* **TASK REQUIREMENTS**
All lines from the entries below that contain the string "enum" should be copied out.

* **PROVIDED RECORDS**
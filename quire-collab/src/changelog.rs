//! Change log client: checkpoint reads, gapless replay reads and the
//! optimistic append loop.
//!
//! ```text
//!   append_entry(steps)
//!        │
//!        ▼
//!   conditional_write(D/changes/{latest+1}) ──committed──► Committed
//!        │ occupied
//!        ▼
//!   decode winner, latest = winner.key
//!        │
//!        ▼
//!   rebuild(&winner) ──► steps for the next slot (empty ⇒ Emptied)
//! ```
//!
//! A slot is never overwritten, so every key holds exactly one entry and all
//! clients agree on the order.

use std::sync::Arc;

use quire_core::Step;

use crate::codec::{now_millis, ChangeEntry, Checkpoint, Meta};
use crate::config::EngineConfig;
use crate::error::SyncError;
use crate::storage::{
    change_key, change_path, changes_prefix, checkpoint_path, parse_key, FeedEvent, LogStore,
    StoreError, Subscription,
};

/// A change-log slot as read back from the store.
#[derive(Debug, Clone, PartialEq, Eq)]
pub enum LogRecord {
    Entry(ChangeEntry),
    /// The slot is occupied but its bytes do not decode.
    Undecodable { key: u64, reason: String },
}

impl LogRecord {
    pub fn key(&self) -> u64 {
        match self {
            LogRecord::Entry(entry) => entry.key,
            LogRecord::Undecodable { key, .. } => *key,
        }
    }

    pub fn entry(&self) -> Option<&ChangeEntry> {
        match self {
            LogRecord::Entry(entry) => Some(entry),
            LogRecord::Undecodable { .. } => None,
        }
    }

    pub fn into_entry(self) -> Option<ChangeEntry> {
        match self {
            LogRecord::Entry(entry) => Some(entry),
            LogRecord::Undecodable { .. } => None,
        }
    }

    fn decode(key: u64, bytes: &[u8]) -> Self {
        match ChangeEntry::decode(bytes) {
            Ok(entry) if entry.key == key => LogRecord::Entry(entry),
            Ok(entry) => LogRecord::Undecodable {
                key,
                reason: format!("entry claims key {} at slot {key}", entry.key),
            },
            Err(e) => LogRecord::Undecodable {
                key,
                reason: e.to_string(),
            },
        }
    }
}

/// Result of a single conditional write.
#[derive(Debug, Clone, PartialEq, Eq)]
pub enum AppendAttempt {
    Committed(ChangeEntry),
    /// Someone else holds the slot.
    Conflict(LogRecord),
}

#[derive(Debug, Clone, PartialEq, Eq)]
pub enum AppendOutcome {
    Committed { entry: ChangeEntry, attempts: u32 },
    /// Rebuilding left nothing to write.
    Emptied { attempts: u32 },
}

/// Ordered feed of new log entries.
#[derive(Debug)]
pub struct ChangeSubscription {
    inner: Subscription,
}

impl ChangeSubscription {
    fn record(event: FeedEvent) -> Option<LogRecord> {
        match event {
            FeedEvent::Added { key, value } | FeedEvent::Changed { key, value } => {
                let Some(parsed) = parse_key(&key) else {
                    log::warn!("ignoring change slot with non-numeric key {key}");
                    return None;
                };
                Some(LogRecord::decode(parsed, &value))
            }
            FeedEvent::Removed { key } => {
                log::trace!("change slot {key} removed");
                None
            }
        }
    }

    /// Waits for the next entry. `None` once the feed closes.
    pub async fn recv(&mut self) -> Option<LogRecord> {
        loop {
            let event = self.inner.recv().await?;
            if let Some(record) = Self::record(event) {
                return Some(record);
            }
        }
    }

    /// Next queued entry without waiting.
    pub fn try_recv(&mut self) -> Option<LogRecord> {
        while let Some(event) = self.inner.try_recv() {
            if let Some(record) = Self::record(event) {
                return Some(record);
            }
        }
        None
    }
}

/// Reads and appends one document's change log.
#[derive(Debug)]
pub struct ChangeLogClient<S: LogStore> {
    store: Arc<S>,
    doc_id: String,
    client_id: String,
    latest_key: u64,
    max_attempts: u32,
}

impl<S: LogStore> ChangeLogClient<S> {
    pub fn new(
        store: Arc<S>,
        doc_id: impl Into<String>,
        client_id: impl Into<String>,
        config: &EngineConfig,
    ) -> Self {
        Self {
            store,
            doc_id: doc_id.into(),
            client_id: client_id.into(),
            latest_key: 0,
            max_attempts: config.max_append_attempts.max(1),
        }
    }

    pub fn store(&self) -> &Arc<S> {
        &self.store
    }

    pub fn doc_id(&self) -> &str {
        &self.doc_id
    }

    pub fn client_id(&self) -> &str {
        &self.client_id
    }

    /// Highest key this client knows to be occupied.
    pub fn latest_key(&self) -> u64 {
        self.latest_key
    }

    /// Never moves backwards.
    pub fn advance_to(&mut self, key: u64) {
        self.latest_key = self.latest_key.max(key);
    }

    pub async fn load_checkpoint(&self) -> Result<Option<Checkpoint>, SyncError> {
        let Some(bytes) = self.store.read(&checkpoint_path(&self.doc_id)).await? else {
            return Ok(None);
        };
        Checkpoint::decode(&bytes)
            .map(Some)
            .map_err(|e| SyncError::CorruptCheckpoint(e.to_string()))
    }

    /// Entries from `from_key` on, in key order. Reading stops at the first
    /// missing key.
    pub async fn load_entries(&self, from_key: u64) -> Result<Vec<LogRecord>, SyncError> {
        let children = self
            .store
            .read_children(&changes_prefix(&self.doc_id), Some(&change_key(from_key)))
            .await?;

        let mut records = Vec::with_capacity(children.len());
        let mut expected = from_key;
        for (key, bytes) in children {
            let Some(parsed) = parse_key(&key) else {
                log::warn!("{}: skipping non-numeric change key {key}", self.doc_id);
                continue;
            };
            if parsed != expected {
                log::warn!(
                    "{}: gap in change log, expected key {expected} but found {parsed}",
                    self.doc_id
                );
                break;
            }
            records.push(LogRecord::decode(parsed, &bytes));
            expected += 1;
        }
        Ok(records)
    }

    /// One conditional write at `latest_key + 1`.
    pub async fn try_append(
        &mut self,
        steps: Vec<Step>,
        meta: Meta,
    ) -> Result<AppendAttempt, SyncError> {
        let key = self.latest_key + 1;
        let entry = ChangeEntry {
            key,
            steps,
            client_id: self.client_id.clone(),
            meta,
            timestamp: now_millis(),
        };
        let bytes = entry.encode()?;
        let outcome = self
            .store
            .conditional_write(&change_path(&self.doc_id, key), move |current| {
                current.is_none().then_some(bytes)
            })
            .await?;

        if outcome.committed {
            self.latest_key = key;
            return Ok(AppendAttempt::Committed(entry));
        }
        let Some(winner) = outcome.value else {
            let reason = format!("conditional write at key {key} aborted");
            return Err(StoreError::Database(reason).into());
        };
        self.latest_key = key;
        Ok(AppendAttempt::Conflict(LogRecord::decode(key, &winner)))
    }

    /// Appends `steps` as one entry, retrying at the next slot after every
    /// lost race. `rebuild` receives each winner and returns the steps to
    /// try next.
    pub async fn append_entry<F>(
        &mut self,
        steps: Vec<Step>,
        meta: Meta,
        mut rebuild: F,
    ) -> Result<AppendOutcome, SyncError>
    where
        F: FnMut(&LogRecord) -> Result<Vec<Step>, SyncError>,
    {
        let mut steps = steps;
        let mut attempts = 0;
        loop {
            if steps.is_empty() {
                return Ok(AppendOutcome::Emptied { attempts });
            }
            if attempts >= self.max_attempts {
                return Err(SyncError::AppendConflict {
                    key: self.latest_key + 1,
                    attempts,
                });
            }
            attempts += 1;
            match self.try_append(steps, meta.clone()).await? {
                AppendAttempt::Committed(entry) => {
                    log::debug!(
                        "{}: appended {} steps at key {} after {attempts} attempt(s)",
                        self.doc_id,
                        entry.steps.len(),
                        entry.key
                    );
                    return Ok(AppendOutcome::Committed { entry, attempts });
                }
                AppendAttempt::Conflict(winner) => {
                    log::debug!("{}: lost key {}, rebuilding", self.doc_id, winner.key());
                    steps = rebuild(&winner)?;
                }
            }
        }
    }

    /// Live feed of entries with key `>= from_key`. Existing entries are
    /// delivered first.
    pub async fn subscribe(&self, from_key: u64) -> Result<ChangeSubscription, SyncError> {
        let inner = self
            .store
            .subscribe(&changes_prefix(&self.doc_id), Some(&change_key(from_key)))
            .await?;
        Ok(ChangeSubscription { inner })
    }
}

* **SOLUTION BELOW**
pub enum LogRecord {
pub enum AppendAttempt {
pub enum AppendOutcome {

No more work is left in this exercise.